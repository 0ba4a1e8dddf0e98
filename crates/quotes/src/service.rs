//! Fetch orchestration: cache lookup, upstream fetch, error translation.

use std::sync::Arc;
use std::time::Duration;

use chrono::{DateTime, Utc};
use futures::future::join_all;
use serde::Serialize;
use tracing::{debug, warn};

use quotes_cache::InMemoryCache;
use quotes_core::{
    CompanyOverview, GlobalQuote, Keywords, MarketData, MarketDataProvider, MarketDataRequest,
    Metal, Operation, QuoteCache, QuoteError, Result, SeriesInterval, SeriesWindow, SpotPrice,
    Symbol, SymbolMatch, TimeSeries, last_n, translate::translate,
};

use crate::observer::{FetchEvent, FetchObserver, TracingObserver};

/// Where a returned value came from.
#[derive(Clone, Copy, Debug, PartialEq, Eq, Hash, Serialize)]
#[serde(rename_all = "lowercase")]
pub enum Origin {
    /// Served from a fresh cache entry.
    Cache,
    /// Fetched from the upstream provider by this call.
    Upstream,
}

/// A value together with its [`Origin`].
#[derive(Clone, Debug, PartialEq, Serialize)]
pub struct Fetched<T> {
    /// The result.
    pub value: T,
    /// Where it came from.
    pub origin: Origin,
}

impl<T> Fetched<T> {
    /// Returns true if the value was served from cache.
    #[must_use]
    pub fn is_cached(&self) -> bool {
        self.origin == Origin::Cache
    }

    /// Discards the origin.
    pub fn into_value(self) -> T {
        self.value
    }

    /// Applies a fallible conversion to the value, keeping the origin.
    pub fn try_map<U>(self, f: impl FnOnce(T) -> Result<U>) -> Result<Fetched<U>> {
        Ok(Fetched {
            value: f(self.value)?,
            origin: self.origin,
        })
    }
}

○ ○ ○ ○ ○ ○ ○

• [Your task]
Everything in the listing should be set down again exactly.

• [Written reply]
repository 0ba4a1e8dddf0e98
filename crates/quotes/src/service.rs
//! Fetch orchestration: cache lookup, upstream fetch, error translation.

use std::sync::Arc;
use std::time::Duration;

use chrono::{DateTime, Utc};
use futures::future::join_all;
use serde::Serialize;
use tracing::{debug, warn};

use quotes_cache::InMemoryCache;
use quotes_core::{
    CompanyOverview, GlobalQuote, Keywords, MarketData, MarketDataProvider, MarketDataRequest,
    Metal, Operation, QuoteCache, QuoteError, Result, SeriesInterval, SeriesWindow, SpotPrice,
    Symbol, SymbolMatch, TimeSeries, last_n, translate::translate,
};

use crate::observer::{FetchEvent, FetchObserver, TracingObserver};

/// Where a returned value came from.
#[derive(Clone, Copy, Debug, PartialEq, Eq, Hash, Serialize)]
#[serde(rename_all = "lowercase")]
pub enum Origin {
    /// Served from a fresh cache entry.
    Cache,
    /// Fetched from the upstream provider by this call.
    Upstream,
}

/// A value together with its [`Origin`].
#[derive(Clone, Debug, PartialEq, Serialize)]
pub struct Fetched<T> {
    /// The result.
    pub value: T,
    /// Where it came from.
    pub origin: Origin,
}

impl<T> Fetched<T> {
    /// Returns true if the value was served from cache.
    #[must_use]
    pub fn is_cached(&self) -> bool {
        self.origin == Origin::Cache
    }

    /// Discards the origin.
    pub fn into_value(self) -> T {
        self.value
    }

    /// Applies a fallible conversion to the value, keeping the origin.
    pub fn try_map<U>(self, f: impl FnOnce(T) -> Result<U>) -> Result<Fetched<U>> {
        Ok(Fetched {
            value: f(self.value)?,
            origin: self.origin,
        })
    }
}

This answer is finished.